我正在尝试使用此简单示例https://cloud.google.com/ml-engine/docs/scikit/getting-predictions-xgboost#get_online_predictions基于Google Cloud运行一个简单的XGBoost预测>
该模型构建良好,但是当我尝试使用示例输入JSON运行预测时,它失败,并显示错误“无法从输入初始化DMatrix:无法将字符串转换为浮点数
:”,如屏幕所示下面。我知道发生这种情况是因为测试输入包含字符串,我希望Google机器学习模型应该具有将分类值转换为浮点数的信息。我不能期望我的用户提交带有浮点值的在线预测请求。基于本教程,它应该能够在不将分类值转换为浮点数的情况下工作。请告知,我已附上GIF的更多详细信息。

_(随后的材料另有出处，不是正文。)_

/*!

This is the long-form manual for `tally_core` and `geotally`.

## Input formats

Each candidate and election year comes with two files. Both are comma-separated
values (UTF-8, first line is the header). Excel workbooks (`.xlsx`) with the same
columns in their first worksheet are also accepted.

Header names are matched without regard to case, accents or extra spaces:
`Seção`, `Secao` and `SEÇÃO` are the same column. Unknown columns are ignored.

### Votes per section

| Column                                | Content                           |
|---------------------------------------|-----------------------------------|
| `Zona`                                | electoral zone                    |
| `Seção`                               | section within the zone           |
| `Seções Agregadas`                    | sections merged into this one     |
| `Votos`                               | votes of the candidate            |
| `Local de Votação`                    | name of the polling place         |
| `Endereço do Local de Votação`        | address of the polling place      |
| `Bairro`                              | neighborhood of the polling place |

### Votes per neighborhood

| Column            | Content                          |
|-------------------|----------------------------------|
| `Bairro`          | neighborhood                     |
| `Votos`           | votes of the candidate           |
| `% Votos Obtidos` | share of the votes, `12,5` or `12.5%` |

Numbers that cannot be read are counted as zero. Every such replacement is
reported in the upload summary with its line and column, so that the file can
be fixed and uploaded again.

## Uploading

```bash
geotally upload --candidate 3 --year 2024 --city Fortaleza \
  --sections secoes_2024.csv --neighborhoods bairros_2024.csv
```

An upload replaces all the rows of that candidate and year. Uploading the very
same files twice for the same city is detected and skipped, unless `--force`
is given.

## Regionals

A regional groups the neighborhoods of a city. Assigning a neighborhood:

```bash
geotally regional add --name "SER II" --city Fortaleza
geotally geo assign --city Fortaleza --neighborhood Meireles --regional 7
geotally geo clear --city Fortaleza --neighborhood Meireles
```

Neighborhoods are identified by their name within a city, after the same
normalization as the headers.

`geotally regional update 7 --name "Regional 2" --code R2` renames a regional.
`geotally regional toggle 7` deactivates it: its neighborhoods stay assigned,
but no new neighborhood can be assigned to it.

## Dashboards

The filters of a dashboard are written as a query string:

```bash
geotally analytics --candidate 3 --query 'year=2024&cidades=Fortaleza&minVotos=10&topN=5'
```

| Key         | Meaning                                   | Default     |
|-------------|-------------------------------------------|-------------|
| `year`      | election year                             | latest year |
| `cidades`   | comma-separated cities                    | all         |
| `regionais` | comma-separated regional ids              | all         |
| `zona`      | one zone                                  | all         |
| `bairro`    | one neighborhood                          | all         |
| `q`         | text searched in zone, section, neighborhood | none     |
| `minVotos`  | minimum votes of a ranking entry          | 0           |
| `topN`      | length of the rankings                    | 10          |

`zona` only restricts the section views: the neighborhood files have no zone.
The timeline follows the cities, regionals and neighborhood only.

*/
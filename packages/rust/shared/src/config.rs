//! Application configuration for Herbarium.
//!
//! User config lives at `~/.herbarium/herbarium.toml`.
//! CLI flags override config file values, which override defaults.

use std::path::{Path, PathBuf};

use serde::{Deserialize, Serialize};

use crate::error::{HerbariumError, Result};

/// Default configuration file name.
const CONFIG_FILE_NAME: &str = "herbarium.toml";

/// Default config directory name under the user's home.
const CONFIG_DIR_NAME: &str = ".herbarium";

// ---------------------------------------------------------------------------
// Config structs (matching herbarium.toml schema)
// ---------------------------------------------------------------------------

/// Top-level application config, deserialized from TOML.
#[derive(Debug, Clone, Default, Serialize, Deserialize)]
pub struct AppConfig {
    /// Global defaults.
    #[serde(default)]
    pub defaults: DefaultsConfig,

    /// Word-window chunking.
    #[serde(default)]
    pub chunking: ChunkConfig,

    /// Q&A generation.
    #[serde(default)]
    pub qa: QaConfig,

    /// Artifact file names.
    #[serde(default)]
    pub files: FilesConfig,
}

/// `[defaults]` section.
#[derive(Debug, Clone, Serialize, Deserialize)]
pub struct DefaultsConfig {
    /// Directory that receives the dataset artifacts.
    #[serde(default = "default_output_dir")]
    pub output_dir: String,
}

impl Default for DefaultsConfig {
    fn default() -> Self {
        Self {
            output_dir: default_output_dir(),
        }
    }
}

fn default_output_dir() -> String {
    ".".into()
}

/// `[chunking]` section.
#[derive(Debug, Clone, Copy, PartialEq, Eq, Serialize, Deserialize)]
pub struct ChunkConfig {
    /// Window size in words.
    #[serde(default = "default_max_words")]
    pub max_words: usize,

    /// Words shared by consecutive windows. Must be below `max_words`.
    #[serde(default = "default_overlap")]
    pub overlap: usize,
}

impl Default for ChunkConfig {
    fn default() -> Self {
        Self {
            max_words: default_max_words(),
            overlap: default_overlap(),
        }
    }
}

impl ChunkConfig {
    /// Build a validated chunk configuration.
    pub fn new(max_words: usize, overlap: usize) -> Result<Self> {
        let config = Self { max_words, overlap };
        config.validate()?;
        Ok(config)
    }

    /// Check `max_words > 0` and `overlap < max_words`.
    pub fn validate(&self) -> Result<()> {
        if self.max_words == 0 {
            return Err(HerbariumError::validation("max_words must be positive"));
        }
        if self.overlap >= self.max_words {
            return Err(HerbariumError::validation(format!(
                "overlap ({}) must be smaller than max_words ({})",
                self.overlap, self.max_words
            )));
        }
        Ok(())
    }

    /// Distance between the start offsets of consecutive windows.
    pub fn stride(&self) -> usize {
        self.max_words - self.overlap
    }
}

fn default_max_words() -> usize {
    1000
}
fn default_overlap() -> usize {
    100
}

/// `[qa]` section.
#[derive(Debug, Clone, Serialize, Deserialize)]
pub struct QaConfig {
    /// Seed for the shuffle RNG.
    #[serde(default = "default_seed")]
    pub seed: u64,

    /// Whether to shuffle the generated pairs.
    #[serde(default = "default_true")]
    pub shuffle: bool,

    /// Book title quoted in generated answers.
    #[serde(default = "default_source_title")]
    pub source_title: String,

    /// Excerpt length for "used for" answers, in characters.
    #[serde(default = "default_excerpt_chars")]
    pub virtues_excerpt_chars: usize,

    /// Excerpt length for identification answers, in characters.
    #[serde(default = "default_excerpt_chars")]
    pub description_excerpt_chars: usize,

    /// Excerpt length for medicinal-properties answers, in characters.
    #[serde(default = "default_properties_excerpt_chars")]
    pub properties_excerpt_chars: usize,
}

impl Default for QaConfig {
    fn default() -> Self {
        Self {
            seed: default_seed(),
            shuffle: true,
            source_title: default_source_title(),
            virtues_excerpt_chars: default_excerpt_chars(),
            description_excerpt_chars: default_excerpt_chars(),
            properties_excerpt_chars: default_properties_excerpt_chars(),
        }
    }
}

fn default_seed() -> u64 {
    42
}
fn default_true() -> bool {
    true
}
fn default_source_title() -> String {
    "The Complete Herbal".into()
}
fn default_excerpt_chars() -> usize {
    500
}
fn default_properties_excerpt_chars() -> usize {
    600
}

/// `[files]` section.
#[derive(Debug, Clone, Serialize, Deserialize)]
pub struct FilesConfig {
    #[serde(default = "default_herbs_file")]
    pub herbs: String,
    #[serde(default = "default_chunks_file")]
    pub chunks: String,
    #[serde(default = "default_qa_jsonl_file")]
    pub qa_jsonl: String,
    #[serde(default = "default_qa_json_file")]
    pub qa_json: String,
    #[serde(default = "default_manifest_file")]
    pub manifest: String,
}

impl Default for FilesConfig {
    fn default() -> Self {
        Self {
            herbs: default_herbs_file(),
            chunks: default_chunks_file(),
            qa_jsonl: default_qa_jsonl_file(),
            qa_json: default_qa_json_file(),
            manifest: default_manifest_file(),
        }
    }
}

fn default_herbs_file() -> String {
    "herbs_structured.json".into()
}
fn default_chunks_file() -> String {
    "herbs_chunked.json".into()
}
fn default_qa_jsonl_file() -> String {
    "herbal_qa_training.jsonl".into()
}
fn default_qa_json_file() -> String {
    "herbal_qa_training.json".into()
}
fn default_manifest_file() -> String {
    "manifest.json".into()
}

// ---------------------------------------------------------------------------
// Artifact paths (runtime, resolved against an output directory)
// ---------------------------------------------------------------------------

/// Absolute locations of every artifact inside one output directory.
#[derive(Debug, Clone, PartialEq, Eq)]
pub struct ArtifactPaths {
    pub herbs: PathBuf,
    pub chunks: PathBuf,
    pub qa_jsonl: PathBuf,
    pub qa_json: PathBuf,
    pub manifest: PathBuf,
}

impl ArtifactPaths {
    /// Resolve the configured file names under `output_dir`.
    pub fn resolve(output_dir: &Path, files: &FilesConfig) -> Self {
        Self {
            herbs: output_dir.join(&files.herbs),
            chunks: output_dir.join(&files.chunks),
            qa_jsonl: output_dir.join(&files.qa_jsonl),
            qa_json: output_dir.join(&files.qa_json),
            manifest: output_dir.join(&files.manifest),
        }
    }
}

// ---------------------------------------------------------------------------
// Config loading
// ---------------------------------------------------------------------------

/// Get the path to the config directory (`~/.herbarium/`).
pub fn config_dir() -> Result<PathBuf> {
    let home = dirs::home_dir()
        .ok_or_else(|| HerbariumError::config("could not determine home directory"))?;
    Ok(home.join(CONFIG_DIR_NAME))
}

/// Get the path to the config file (`~/.herbarium/herbarium.toml`).
pub fn config_file_path() -> Result<PathBuf> {
    Ok(config_dir()?.join(CONFIG_FILE_NAME))
}

/// Load the application config from disk. Returns defaults if the file does not exist.
pub fn load_config() -> Result<AppConfig> {
    let path = config_file_path()?;

    if !path.exists() {
        tracing::debug!(?path, "config file not found, using defaults");
        return Ok(AppConfig::default());
    }

    load_config_from(&path)
}

/// Load the application config from a specific file path.
pub fn load_config_from(path: &Path) -> Result<AppConfig> {
    let content = std::fs::read_to_string(path).map_err(|e| HerbariumError::io(path, e))?;

    let config: AppConfig = toml::from_str(&content).map_err(|e| {
        HerbariumError::config(format!("failed to parse {}: {e}", path.display()))
    })?;

    config
        .chunking
        .validate()
        .map_err(|e| HerbariumError::config(format!("{}: {e}", path.display())))?;

    Ok(config)
}

/// Create the config directory and write a default config file.
/// Returns the path to the created file.
pub fn init_config() -> Result<PathBuf> {
    let dir = config_dir()?;
    std::fs::create_dir_all(&dir).map_err(|e| HerbariumError::io(&dir, e))?;

    let path = dir.join(CONFIG_FILE_NAME);
    let config = AppConfig::default();
    let content =
        toml::to_string_pretty(&config).map_err(|e| HerbariumError::config(e.to_string()))?;

    std::fs::write(&path, content).map_err(|e| HerbariumError::io(&path, e))?;
    tracing::info!(?path, "created default config file");

    Ok(path)
}
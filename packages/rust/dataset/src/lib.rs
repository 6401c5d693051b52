//! Training-data artifacts: Q&A generation, JSON/JSONL I/O, and quality reports.

pub mod io;
pub mod qa;
pub mod report;

pub use io::{read_json, read_jsonl, write_json, write_jsonl};
pub use qa::QaGenerator;
pub use report::DatasetReport;
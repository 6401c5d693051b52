//! JSON and JSONL artifact readers and writers.

use std::fs::File;
use std::io::{BufRead, BufReader, BufWriter, Write};
use std::path::Path;

use serde::Serialize;
use serde::de::DeserializeOwned;
use tracing::debug;

use herbarium_shared::{HerbariumError, Result};

/// Write `data` as pretty-printed JSON.
pub fn write_json<T: Serialize + ?Sized>(path: &Path, data: &T) -> Result<()> {
    let json = serde_json::to_string_pretty(data)
        .map_err(|e| HerbariumError::Serialization(format!("JSON serialization failed: {e}")))?;
    std::fs::write(path, json).map_err(|e| HerbariumError::io(path, e))?;
    debug!(path = %path.display(), "wrote JSON file");
    Ok(())
}

/// Read and parse a JSON file.
pub fn read_json<T: DeserializeOwned>(path: &Path) -> Result<T> {
    let content = std::fs::read_to_string(path).map_err(|e| HerbariumError::io(path, e))?;
    serde_json::from_str(&content)
        .map_err(|e| HerbariumError::parse(format!("{}: {e}", path.display())))
}

/// Write one compact JSON object per line.
pub fn write_jsonl<T: Serialize>(path: &Path, records: &[T]) -> Result<()> {
    let file = File::create(path).map_err(|e| HerbariumError::io(path, e))?;
    let mut out = BufWriter::new(file);

    for record in records {
        serde_json::to_writer(&mut out, record).map_err(|e| {
            HerbariumError::Serialization(format!("JSONL serialization failed: {e}"))
        })?;
        out.write_all(b"\n").map_err(|e| HerbariumError::io(path, e))?;
    }
    out.flush().map_err(|e| HerbariumError::io(path, e))?;

    debug!(path = %path.display(), records = records.len(), "wrote JSONL file");
    Ok(())
}

/// Read a JSONL file. Blank lines are skipped.
pub fn read_jsonl<T: DeserializeOwned>(path: &Path) -> Result<Vec<T>> {
    let file = File::open(path).map_err(|e| HerbariumError::io(path, e))?;
    let mut records = Vec::new();

    for (idx, line) in BufReader::new(file).lines().enumerate() {
        let line = line.map_err(|e| HerbariumError::io(path, e))?;
        if line.trim().is_empty() {
            continue;
        }
        let record = serde_json::from_str(&line).map_err(|e| {
            HerbariumError::parse(format!("{} line {}: {e}", path.display(), idx + 1))
        })?;
        records.push(record);
    }

    Ok(records)
}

谢谢
import json
import numpy as np
import os
import pandas as pd
import pickle
import xgboost as xgb
from sklearn.preprocessing import LabelEncoder
# these are the column labels from the census data files
COLUMNS = (
'age',
'workclass',
'fnlwgt',
'education',
'education-num',
'marital-status',
'occupation',
'relationship',
'race',
'sex',
'capital-gain',
'capital-loss',
'hours-per-week',
'native-country',
'income-level'
)
# categorical columns contain data that need to be turned into numerical
# values before being used by XGBoost
CATEGORICAL_COLUMNS = (
'workclass',
'education',
'marital-status',
'occupation',
'relationship',
'race',
'sex',
'native-country'
)
# load training set
with open('./census_data/adult.data', 'r') as train_data:
raw_training_data = pd.read_csv(train_data, header=None, names=COLUMNS)
# remove column we are trying to predict ('income-level') from features list
train_features = raw_training_data.drop('income-level', axis=1)
# create training labels list
train_labels = (raw_training_data['income-level'] == ' >50K')
# load test set
with open('./census_data/adult.test', 'r') as test_data:
raw_testing_data = pd.read_csv(test_data, names=COLUMNS, skiprows=1)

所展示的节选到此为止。